Though his celebrated career is decades old, Elvis Costello had never won a Grammy Award for one of his albums. That all changed at the 62nd Grammy Awards, held on Jan 26, 2020. The legendary musician won for Best Traditional Pop Vocal Album for his Oct. 2018 release, Look Now. The legend had previously won in 1999 for Best Pop Collaboration with Vocals, with Burt Bacharach.
Such celebrated works in Costello’s catalog as Imperial Bedroom, Armed Forces, Trust and Almost Blue hadn’t received any nominations. In 1978, he was nominated for Best New Artist. He lost to the immortal A Taste of Honey.
Related: 10 Grammy Best New Artist winners and losers
Costello released Look Now—his first for Concord Records—eight years after his last full studio solo album, and 10 after his last with the Imposters. The album was formally revealed on July 27, 2018, three weeks to the day after the singer-songwriter revealed that he had “a small but very aggressive cancerous malignancy.”
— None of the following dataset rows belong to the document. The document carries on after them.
use clap::ArgMatches;
use fbcli::actions::auth;
use fbcli::commands::{
    COMMAND_CONFIG, COMMAND_GET, COMMAND_LOGIN, COMMAND_LOGOUT, COMMAND_PATH,
    PARAMETER_NON_INTERACTIVE,
};
use fbcli::configuration::Configuration;
use fbcli::error::CliError;
use tracing::trace;

fn extract_subcommand_name(sub_matches: &ArgMatches) -> String {
    match sub_matches.subcommand() {
        Some(m) => m.0.to_string(),
        None => "unknown".to_string(),
    }
}

pub async fn execute_command(commands: ArgMatches) -> Result<(), CliError> {
    match commands.subcommand() {
        // Login
        Some((COMMAND_LOGIN, sub_matches)) => {
            let interactive = !sub_matches.get_flag(PARAMETER_NON_INTERACTIVE);
            trace!("Executing login (interactive: {})", interactive);
            auth::login(interactive).await?;
            Ok(())
        }
        // Logout
        Some((COMMAND_LOGOUT, _)) => auth::logout(),
        // Configuration
        Some((COMMAND_CONFIG, sub_matches)) => match sub_matches.subcommand() {
            Some((COMMAND_GET, sub_matches)) => match sub_matches.subcommand() {
                Some((COMMAND_PATH, _)) => {
                    let path = Configuration::get_default_configuration_file_path()?;
                    println!("{}", path.display());
                    Ok(())
                }
                _ => Err(CliError::UnsupportedSubcommand(extract_subcommand_name(
                    sub_matches,
                ))),
            },
            _ => Err(CliError::UnsupportedSubcommand(extract_subcommand_name(
                sub_matches,
            ))),
        },
        _ => Err(CliError::UnsupportedSubcommand(extract_subcommand_name(
            &commands,
        ))),
    }
}
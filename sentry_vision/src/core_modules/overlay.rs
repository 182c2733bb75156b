use crate::core_modules::change_detector::MotionRegion;
use image::{Rgb, RgbImage};
use imageproc::drawing::draw_hollow_rect_mut;
use imageproc::rect::Rect;

pub const BOX_COLOR: Rgb<u8> = Rgb([0, 255, 0]);
pub const BOX_THICKNESS: u32 = 2;

/// Returns a copy of `image` with an outline drawn around every region.
/// Outlines run from `(x, y)` to `(x + width + 1, y + height + 1)` and are
/// clipped to the image.
pub fn draw_regions(image: &RgbImage, regions: &[MotionRegion]) -> RgbImage {
    let mut canvas = image.clone();
    for region in regions {
        draw_outline(&mut canvas, region, BOX_COLOR, BOX_THICKNESS);
    }
    canvas
}

fn draw_outline(canvas: &mut RgbImage, region: &MotionRegion, color: Rgb<u8>, thickness: u32) {
    let (x, y) = (region.x as i32, region.y as i32);
    // Ring `i` is inset by `i` pixels from the outermost one, which spans
    // `(x, y)` to `(x + width + thickness - 1, y + height + thickness - 1)`.
    for i in 0..thickness {
        let width = (region.width + thickness).saturating_sub(2 * i);
        let height = (region.height + thickness).saturating_sub(2 * i);
        if width == 0 || height == 0 {
            break;
        }
        let ring = Rect::at(x + i as i32, y + i as i32).of_size(width, height);
        draw_hollow_rect_mut(canvas, ring, color);
    }
}
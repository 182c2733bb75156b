use thiserror::Error;

/// Errors that stop a run. Configuration problems surface before the first
/// frame; everything else is a stream-level fault.
#[derive(Debug, Error)]
pub enum VisionError {
    #[error("configuration error: {0}")]
    Configuration(String),

    #[error("frame acquisition failed: {0}")]
    Acquisition(String),

    #[error("background model used before it was seeded")]
    Unseeded,

    #[error("background model is already seeded")]
    AlreadySeeded,

    #[error("frame is {actual_width}x{actual_height} but the model expects {expected_width}x{expected_height}")]
    DimensionMismatch {
        expected_width: u32,
        expected_height: u32,
        actual_width: u32,
        actual_height: u32,
    },

    #[error("frame timestamp {current} does not follow {previous}")]
    Timestamp { previous: String, current: String },

    #[error("io error: {0}")]
    Io(#[from] std::io::Error),

    #[error("failed to parse configuration: {0}")]
    Parse(String),
}

/// Failures of the recording sink or the notifier. These are logged and
/// counted; they never reach the incident state machine.
#[derive(Debug, Error)]
pub enum SinkError {
    #[error("recording failed: {0}")]
    Recording(String),

    #[error("notification failed: {0}")]
    Notification(String),

    #[error("io error: {0}")]
    Io(#[from] std::io::Error),

    #[error("image encoding failed: {0}")]
    Image(#[from] image::ImageError),
}

pub type Result<T> = std::result::Result<T, VisionError>;
// THEORY:
// `CameraSource` is the OpenCV side of `FrameSource`. It reads BGR matrices
// from a `VideoCapture`, converts them to RGB buffers, resizes them to the
// configured resolution and stamps each one with its capture time.
//
// A live device and a video file behave differently at the edges. A device
// that stops delivering is a hard acquisition failure, while a file that
// runs out is simply the end of the stream. Files are also timestamped from
// their own frame rate instead of the wall clock, so a recording processed
// faster than real time still sees the same debounce intervals.

use crate::convert;
use chrono::{Duration, Local};
use image::{imageops, RgbImage};
use opencv::{
    core::Mat,
    prelude::*,
    videoio::{self, VideoCapture},
};
use sentry_vision::{Frame, FrameSource, Result, Timestamp, VisionError};

enum Clock {
    /// Wall-clock time, nudged forward if the system clock steps back.
    Wall { last: Option<Timestamp> },
    /// `start + index / fps`.
    Video { start: Timestamp, fps: f64, index: u32 },
}

impl Clock {
    fn tick(&mut self) -> Timestamp {
        match self {
            Clock::Wall { last } => {
                let now = Local::now();
                let stamped = match *last {
                    Some(previous) if now <= previous => previous + Duration::microseconds(1),
                    _ => now,
                };
                *last = Some(stamped);
                stamped
            }
            Clock::Video { start, fps, index } => {
                let offset = Duration::microseconds((*index as f64 * 1_000_000.0 / *fps) as i64);
                *index += 1;
                *start + offset
            }
        }
    }
}

pub struct CameraSource {
    capture: VideoCapture,
    live: bool,
    resolution: [u32; 2],
    clock: Clock,
    buffer: Mat,
}

impl CameraSource {
    /// Opens camera `index` and asks it for the configured resolution and fps.
    pub fn open_device(index: i32, resolution: [u32; 2], fps: u32) -> Result<Self> {
        let mut capture = VideoCapture::new(index, videoio::CAP_ANY).map_err(acquisition)?;
        if !capture.is_opened().map_err(acquisition)? {
            return Err(VisionError::Acquisition(format!("cannot open camera {index}")));
        }
        capture
            .set(videoio::CAP_PROP_FRAME_WIDTH, f64::from(resolution[0]))
            .map_err(acquisition)?;
        capture
            .set(videoio::CAP_PROP_FRAME_HEIGHT, f64::from(resolution[1]))
            .map_err(acquisition)?;
        capture
            .set(videoio::CAP_PROP_FPS, f64::from(fps))
            .map_err(acquisition)?;
        log::info!("opened camera {index}");

        Ok(Self {
            capture,
            live: true,
            resolution,
            clock: Clock::Wall { last: None },
            buffer: Mat::default(),
        })
    }

    /// Opens a video file. Falls back to `fallback_fps` when the container
    /// does not report a frame rate.
    pub fn open_file(path: &str, resolution: [u32; 2], fallback_fps: u32) -> Result<Self> {
        let capture = VideoCapture::from_file(path, videoio::CAP_ANY).map_err(acquisition)?;
        if !capture.is_opened().map_err(acquisition)? {
            return Err(VisionError::Acquisition(format!("cannot open video file {path}")));
        }
        let reported = capture.get(videoio::CAP_PROP_FPS).map_err(acquisition)?;
        let fps = if reported > 0.0 {
            reported
        } else {
            f64::from(fallback_fps)
        };
        log::info!("opened {path} at {fps:.2} fps");

        Ok(Self {
            capture,
            live: false,
            resolution,
            clock: Clock::Video {
                start: Local::now(),
                fps,
                index: 0,
            },
            buffer: Mat::default(),
        })
    }

    fn fit(&self, image: RgbImage) -> RgbImage {
        let [width, height] = self.resolution;
        if image.dimensions() == (width, height) {
            image
        } else {
            imageops::resize(&image, width, height, imageops::FilterType::Triangle)
        }
    }
}

impl FrameSource for CameraSource {
    fn next_frame(&mut self) -> Result<Option<Frame>> {
        let grabbed = self.capture.read(&mut self.buffer).map_err(acquisition)?;
        if !grabbed {
            return if self.live {
                Err(VisionError::Acquisition("camera stopped delivering frames".to_string()))
            } else {
                Ok(None)
            };
        }

        let timestamp = self.clock.tick();
        if self.buffer.empty() {
            return Ok(Some(Frame::new(RgbImage::new(0, 0), timestamp)));
        }

        let image = convert::bgr_to_rgb_image(&self.buffer)
            .map_err(acquisition)?
            .ok_or_else(|| VisionError::Acquisition("captured frame has an unexpected layout".to_string()))?;
        Ok(Some(Frame::new(self.fit(image), timestamp)))
    }
}

impl Drop for CameraSource {
    fn drop(&mut self) {
        if let Err(e) = self.capture.release() {
            log::warn!("failed to release capture: {e}");
        }
    }
}

fn acquisition(error: opencv::Error) -> VisionError {
    VisionError::Acquisition(error.to_string())
}
// THEORY:
// This file is the entry point for the `sentry_vision` library crate. It
// exports the `MotionPipeline` and the pieces around it (configuration, frame
// sources, sinks and the stream runner) as the interface of the engine. The
// stage implementations live in `core_modules`; most consumers only need the
// re-exports below.
//
// The crate never opens a camera or writes a video file itself. Those are the
// job of the front-end (`sentry_cam`), which plugs into `FrameSource` and
// `RecordingSink`.

pub mod config;
pub mod core_modules;
pub mod error;
pub mod pipeline;
pub mod runner;
pub mod sink;
pub mod source;

pub use config::{EmailSettings, WatchConfig};
pub use core_modules::frame::{Frame, Timestamp};
pub use error::{Result, SinkError, VisionError};
pub use pipeline::{Event, FrameReport, MotionPipeline};
pub use runner::{RunSummary, StopReason, StreamRunner};
pub use sink::{CommandNotifier, EventDispatcher, Notifier, RecordingSink, SnapshotNotifier};
pub use source::{FrameSource, ReplaySource};
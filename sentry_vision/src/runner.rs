// THEORY:
// The runner is the processing loop: acquire, process, dispatch, repeat. It is
// single-threaded and synchronous; a frame is completely handled before the
// next one is requested. The only thing that may block is the frame source.
//
// Three ways out of the loop, all of which close an in-progress incident first
// so a recording is never left half-written:
// - the source reports end of stream,
// - the shutdown flag is raised (checked once per iteration),
// - a fatal error (acquisition failure or a frame the pipeline cannot
//   process), which is returned after the incident is closed.

use crate::core_modules::frame::Frame;
use crate::error::Result;
use crate::pipeline::{FrameReport, MotionPipeline};
use crate::sink::{DispatchStats, EventDispatcher, Notifier, RecordingSink};
use crate::source::FrameSource;
use std::sync::atomic::{AtomicBool, Ordering};

#[derive(Debug, Clone, Copy, PartialEq, Eq)]
pub enum StopReason {
    EndOfStream,
    Shutdown,
}

#[derive(Debug, Clone, Copy, PartialEq, Eq)]
pub struct RunSummary {
    pub stop_reason: StopReason,
    pub frames_processed: u64,
    pub empty_frames: u64,
    pub dispatch: DispatchStats,
}

pub struct StreamRunner<'a, S, R, N> {
    source: S,
    pipeline: MotionPipeline,
    dispatcher: EventDispatcher<R, N>,
    shutdown: &'a AtomicBool,
    frames_processed: u64,
    empty_frames: u64,
}

impl<'a, S, R, N> StreamRunner<'a, S, R, N>
where
    S: FrameSource,
    R: RecordingSink,
    N: Notifier,
{
    pub fn new(
        source: S,
        pipeline: MotionPipeline,
        dispatcher: EventDispatcher<R, N>,
        shutdown: &'a AtomicBool,
    ) -> Self {
        Self {
            source,
            pipeline,
            dispatcher,
            shutdown,
            frames_processed: 0,
            empty_frames: 0,
        }
    }

    pub fn pipeline(&self) -> &MotionPipeline {
        &self.pipeline
    }

    pub fn dispatcher(&self) -> &EventDispatcher<R, N> {
        &self.dispatcher
    }

    /// Runs until end of stream, shutdown or a fatal error. `observer` sees
    /// every processed frame after its events have been dispatched.
    pub fn run<O>(&mut self, mut observer: O) -> Result<RunSummary>
    where
        O: FnMut(&FrameReport),
    {
        loop {
            if self.shutdown.load(Ordering::SeqCst) {
                log::info!("shutdown requested");
                return Ok(self.close(StopReason::Shutdown));
            }

            let frame = match self.source.next_frame() {
                Ok(Some(frame)) => frame,
                Ok(None) => {
                    log::info!("end of stream");
                    return Ok(self.close(StopReason::EndOfStream));
                }
                Err(e) => return Err(self.abort(e)),
            };

            if frame.is_empty() {
                self.empty_frames += 1;
                log::warn!("skipping empty frame from {}", frame.timestamp());
                continue;
            }

            match self.step(frame) {
                Ok(report) => observer(&report),
                Err(e) => return Err(self.abort(e)),
            }
        }
    }

    fn step(&mut self, frame: Frame) -> Result<FrameReport> {
        let report = self.pipeline.process(frame)?;
        self.frames_processed += 1;
        self.dispatcher.dispatch(report.events.iter().cloned());
        Ok(report)
    }

    fn close(&mut self, stop_reason: StopReason) -> RunSummary {
        self.dispatcher.dispatch(self.pipeline.finish());
        RunSummary {
            stop_reason,
            frames_processed: self.frames_processed,
            empty_frames: self.empty_frames,
            dispatch: self.dispatcher.stats(),
        }
    }

    fn abort<E: std::fmt::Display>(&mut self, error: E) -> E {
        log::error!("stopping: {error}");
        self.dispatcher.dispatch(self.pipeline.finish());
        error
    }
}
At that time, the demands of his recuperation from surgery required him to cancel the remaining dates of his European tour.
Costello co-wrote two of the songs on Look Now with Bacharach, who makes a guest appearance on piano on those two ballads, “Don’t Look Now” and “Photographs Can Lie.”
“Burnt Sugar is So Bitter” was written with Carole King. The album was co-produced by Costello and Sebastian Krys—the Latin Grammy Producer of the Year for 2007 and 2015.
“I knew if we could make an album with the scope of Imperial Bedroom and some of the beauty and emotion of Painted From Memory, we would really have something,” said Costello.
Listen to “Suspect My Tears”
Costello and the Imposters begin a U.K. tour, called “Just Trust,” on Feb. 28. The only U.S. date on his schedule is for Jazz Fest on Apr. 24. (Tickets are available here and here.) The band includes Steve Nieve (keyboards), Davey Faragher (bass) and Pete Thomas (drums).
Costello turned 65 on August 25, 2019.
Related: The inside story of Costello’s U.S. launch
Costello’s last album under his own name was 2010’s National Ransom, for the Hear Music/Universal label. That was preceded in 2008 by Momofuku, with the Imposters, for the Lost Highway label. In 2013, Costello teamed with the Roots to release Wise Up Ghost for Blue Note Records.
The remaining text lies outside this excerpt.